ECE2024 Rapid Communications Rapid Communications 4: Diabetes, Obesity, Metabolism and Nutrition | Part I (5 abstracts)
1AHEPA University Hospital, Division of Endocrinology and Metabolism - Diabetes Center, 1st Department of Internal Medicine, Medical School, Aristotle University of Thessaloniki, Thessaloniki, Greece; 2Hippokration General Hospital, 2nd Propedeutic Department of Internal Medicine, Aristotle University of Thessaloniki, Thessaloniki, Greece; 3University of Patras, Department of Biology, Section of Genetics, Cell Biology and Development, Patras, Greece; 4G. Papanikolaou General Hospital, Diabetes Center, Department of Internal Medicine, Thessaloniki, Greece; 5General Hospital of Kastoria, Diabetes Outpatient Clinic, Kastoria, Greece; 6Medical School, Aristotle University of Thessaloniki, Unit of Reproductive Endocrinology, 1st Department of Obstetrics and Gynecology, Thessaloniki, Greece
Background and Aims: Our objective was to assess the association between genetic polymorphisms in TCF7L2, CTRB1/2 and GLP-1R genes and inter-individual variability in response to treatment with glucagon-like peptide-1 receptor agonists (GLP-1 RAs) in terms of glycemic control and weight loss among Greek individuals with type 2 diabetes mellitus (T2DM) and to identify potential predictors of response to GLP-1 RA therapy.
Materials and Methods: Patients (n=191) treated with either liraglutide, exenatide, or lixisenatide for at least 6 months were enrolled in the study. Genotyping of TCF7L2 rs7903146 (C>T), CTRB1/2 rs7202877 (T>G) and GLP-1R rs367543060 (C>T) variants was conducted, using real-time PCR, while clinical and laboratory assessments were performed at baseline, 3- and 6-months post-treatment. Glycemic responders were defined as patients meeting one of the following criteria: i) HbA1c <7% at 3 or 6 months after GLP-1 RA initiation, ii) reduction of baseline HbA1c by ≥1% after 3 or 6 months of therapy, and iii) maintenance of HbA1c<7% that a patient had before switching to GLP-1 RA, after 3 or 6 months of treatment. Weight loss responders were defined as individuals who achieved weight reduction ≥3% from their baseline weight after 3 or 6 months of GLP-1 RA administration.

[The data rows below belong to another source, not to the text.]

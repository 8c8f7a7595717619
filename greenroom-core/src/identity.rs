//! Role resolution
//!
//! Decides whether the local participant is host or guest for a room before
//! any transport activity happens. The decision is sticky: the "I created
//! this room" marker lives in session-scoped storage so a page reload does
//! not flip roles, and ambiguity always resolves to guest, since a guest
//! cannot destructively claim a host-only address.

use crate::types::{Role, RoomId};
use parking_lot::Mutex;
use std::collections::HashMap;

/// Prefix for every derived room id
const ROOM_ID_PREFIX: &str = "gr";

/// Session-store key prefix for the room-creator marker
const CREATOR_MARKER_PREFIX: &str = "room.created.";

/// Derive the user's stable personal room id from their account key
///
/// The derivation is deterministic so the same account always lands in the
/// same room across devices and sessions.
#[must_use]
pub fn personal_room_id(account_key: &str) -> RoomId {
    let digest = blake3::hash(account_key.as_bytes());
    let hex = digest.to_hex();
    RoomId::new(format!("{}-{}", ROOM_ID_PREFIX, &hex.as_str()[..16]))
}

/// Session-scoped key/value storage
///
/// Abstracts whatever the embedding surface provides (browser session
/// storage, a per-process map in tests). Values do not outlive the session.
pub trait SessionStore: Send + Sync {
    /// Read a value
    fn get(&self, key: &str) -> Option<String>;
    /// Write a value
    fn set(&self, key: &str, value: &str);
    /// Delete a value
    fn remove(&self, key: &str);
}

/// In-process session store
#[derive(Debug, Default)]
pub struct MemorySessionStore {
    values: Mutex<HashMap<String, String>>,
}

impl MemorySessionStore {
    /// Create an empty store
    #[must_use]
    pub fn new() -> Self {
        Self::default()
    }
}

impl SessionStore for MemorySessionStore {
    fn get(&self, key: &str) -> Option<String> {
        self.values.lock().get(key).cloned()
    }

    fn set(&self, key: &str, value: &str) {
        self.values.lock().insert(key.to_string(), value.to_string());
    }

    fn remove(&self, key: &str) {
        self.values.lock().remove(key);
    }
}

impl<S: SessionStore + ?Sized> SessionStore for &S {
    fn get(&self, key: &str) -> Option<String> {
        (**self).get(key)
    }

    fn set(&self, key: &str, value: &str) {
        (**self).set(key, value);
    }

    fn remove(&self, key: &str) {
        (**self).remove(key);
    }
}

/// Outcome of role resolution
#[derive(Debug, Clone, PartialEq, Eq)]
pub struct RoomEntry {
    /// The room to enter
    pub room_id: RoomId,
    /// The resolved local role
    pub role: Role,
    /// True when no room id was requested and the caller should land in
    /// their personal room instead
    pub redirected: bool,
}

/// Resolves host/guest for a requested room id
pub struct RoleResolver<S: SessionStore> {
    store: S,
}

impl<S: SessionStore> RoleResolver<S> {
    /// Create a resolver over the given session store
    pub fn new(store: S) -> Self {
        Self { store }
    }

    /// Resolve role for `requested`, or redirect to the personal room
    ///
    /// Rules:
    /// - no id requested: the caller's personal room, role host, creator
    ///   marker persisted, `redirected` set;
    /// - requested id equals the personal id, or the creator marker exists:
    ///   host;
    /// - anything else: guest.
    #[tracing::instrument(skip(self, account_key))]
    pub fn resolve(&self, requested: Option<&RoomId>, account_key: &str) -> RoomEntry {
        let personal = personal_room_id(account_key);

        let Some(room_id) = requested else {
            self.mark_created(&personal);
            tracing::info!(room = %personal, "no room requested, redirecting to personal room");
            return RoomEntry {
                room_id: personal,
                role: Role::Host,
                redirected: true,
            };
        };

        let role = if *room_id == personal || self.created_here(room_id) {
            // Re-assert the marker so a reload keeps the host role.
            self.mark_created(room_id);
            Role::Host
        } else {
            Role::Guest
        };

        tracing::info!(room = %room_id, ?role, "room role resolved");
        RoomEntry {
            room_id: room_id.clone(),
            role,
            redirected: false,
        }
    }

    fn created_here(&self, room_id: &RoomId) -> bool {
        self.store
            .get(&format!("{CREATOR_MARKER_PREFIX}{room_id}"))
            .is_some()
    }

    fn mark_created(&self, room_id: &RoomId) {
        self.store
            .set(&format!("{CREATOR_MARKER_PREFIX}{room_id}"), "1");
    }

    /// Drop the creator marker, e.g. after an explicit room teardown
    pub fn forget(&self, room_id: &RoomId) {
        self.store
            .remove(&format!("{CREATOR_MARKER_PREFIX}{room_id}"));
    }
}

Results: The minor allele frequencies for TCF7L2 rs7903146, CTRB1/2 rs7202877 and GLP-1R rs367543060 genetic polymorphisms were 79.1, 15.7 and 0%, respectively. 136 (71%) individuals were classified as glycemic responders and 125 (65%) as weight loss responders. Carriers of at least one rs7903146 T allele and rs7202877 G allele demonstrated a comparable glycemic control and weight loss response to GLP-1 RAs with the respective homozygous wild-type genotypes [odds ratio (OR): 1.08, 95% confidence interval (CI): 0.5, 2.31, P=0.85 and OR: 1.35, 95% CI: 0.66, 2.76, P=0.42; OR: 1.4, 95% CI: 0.56, 3.47, P=0.47 and OR: 1.28, 95% CI: 0.55, 2.98, P=0.57, respectively). Weight and BMI decreased in both glycemic responders (P<0.0001) and non-responders (P<0.0001) after 6 months of treatment. Weight loss responders and non-responders exhibited a significant reduction in fasting glucose (P=0.003 and P=0.0004, respectively) and HbA1c at 6 months (P<0.0001). Female sex (OR: 0.5, 95%, CI: 0.26, 0.94, P=0.03) and lower baseline weight (OR: 0.97, 95%, CI: 0.95, 0.99, P=0.024) were associated with improved glycemic and weight loss response to GLP-1 RA administration, respectively.
Conclusion: Our findings do not indicate a role of the studied variants in predicting response to treatment with GLP-1 RAs in Greek patients with T2DM.